If someone has been active on your website or made a purchase in the last 6 months, trigger a popup targeting that segment prompting users to subscribe to SMS the next time they land on your site.
Adjust your winback or re-engagement email series to not simply feature a discount code but promote SMS to “be the first to know” while setting expectations for how your SMS schedule may differ from your email program. Start these programs early in the subscriber lifecycle to avoid subscriber churn.
Use your organic social media content to promote your SMS program and prompt users to subscribe for early access.
Use paid media and paid social with unengaged segments
Many marketers use paid social for new subscriber acquisition using segment lookalikes. But don’t forget, these platforms offer powerful ways to re-engage inactive or unsubscribed subscribers.
Within Klaviyo, use any of the non-opener, unsubscribed, and +90-day active on site segments and sync them with Meta or Google to market to contacts there. Again, some customers may not be active with email but may be very active on those platforms.
Don’t forget to tailor the ad creative to be relevant to these different segments and have fun with it.
Take your lists a more traditional route… with direct mail?
As digital marketers, it's easy to forget about other offline channels. But through Klaviyo’s partner integrations, you can find new ways to re-engage your list.

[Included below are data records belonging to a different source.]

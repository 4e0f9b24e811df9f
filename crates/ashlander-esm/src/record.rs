//! The interface every storable record type implements.

use std::fmt;
use std::io::Write;

use ashlander_common::{BinaryReader, CountingWriter, Tag};

use crate::header::RecordHeader;
use crate::Result;

/// A top-level record that can be parsed from and written back to a file.
pub trait Record: Clone + PartialEq + fmt::Debug {
    /// Record type of this instance.
    fn tag(&self) -> Tag;

    /// Identifier the record is stored under.
    fn record_id(&self) -> &str;

    /// The two header flag words, written back unchanged.
    fn header_flags(&self) -> (i32, i32);

    /// Parse a record from its header and bounded payload.
    ///
    /// Implementations must consume the payload exactly.
    fn read(header: &RecordHeader, payload: BinaryReader<'_>) -> Result<Self>;

    /// Payload size in bytes, computed without writing.
    fn payload_size(&self) -> usize;

    /// Write the payload, i.e. everything after the record header.
    fn write_payload<W: Write + ?Sized>(&self, out: &mut W) -> Result<()>;

    /// Write header and payload.
    fn write<W: Write + ?Sized>(&self, out: &mut W) -> Result<()> {
        let size = self.payload_size();
        let (flags_a, flags_b) = self.header_flags();
        RecordHeader::new(self.tag(), size as u32, flags_a, flags_b).write(out)?;

        let mut counted = CountingWriter::new(out);
        self.write_payload(&mut counted)?;
        debug_assert_eq!(
            counted.count(),
            size as u64,
            "{} {:?}: size calculation disagrees with writer",
            self.tag(),
            self.record_id()
        );
        Ok(())
    }

    /// Total bytes including the record header.
    fn total_size(&self) -> usize {
        RecordHeader::SIZE + self.payload_size()
    }
}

One such partner integration is PostPilot - a direct mail provider that integrates directly with Klaviyo and allows you to send postcards and other direct mail formats. One of the most intriguing aspects of this Klaviyo integration is the ability to use segments to send one-off campaigns AND send direct mail pieces via flows.
Using any of the +365-day openers, non-openers, unsubscribed, non-purchasers, and +90-day active on site segments:
Send a postcard to highlight new products, new benefits of shopping with your brand, and a special discount. Don’t forget to include a text-to-join prompt for your SMS program.
Create a segment-triggered flow and based on no email or SMS engagement, trigger a postcard.
Keep in mind, unlike email and other digital channels that have real-time tracking, while direct mail is an effective channel, results will take 30 or more days to mature.
No matter what time of the year it is, using these segments and tactics can help you maximize your marketing and keep customers engaged with your brand.
We have had really good luck with paid media on our winback segments / unengaged segments for a lot of our clients. Lovin’ the fact that Klaviyo can send this segment over to Meta and Google now.
We make sure we set an end date on these segment, so someone who hasn’t purchased/opened in 3-6 months instead of just 3+ months. This way someone will eventually age out of the ad audience. If you do regular list cleaning, this isn’t as big of an issue.
Thanks for sharing your insights Bryan!
We have had success using a non sales email Merry Christmas campaign to non openers to get them back in the habit of opening our emails. However when I describe success this is yet to turn into revenue when they next open a sales email and buy….
They might not purchase right away, but it is reengaging with potential customers and likely increasing brand sentiment. Always hard to put exact metrics on those and show the ROI, but it’s there.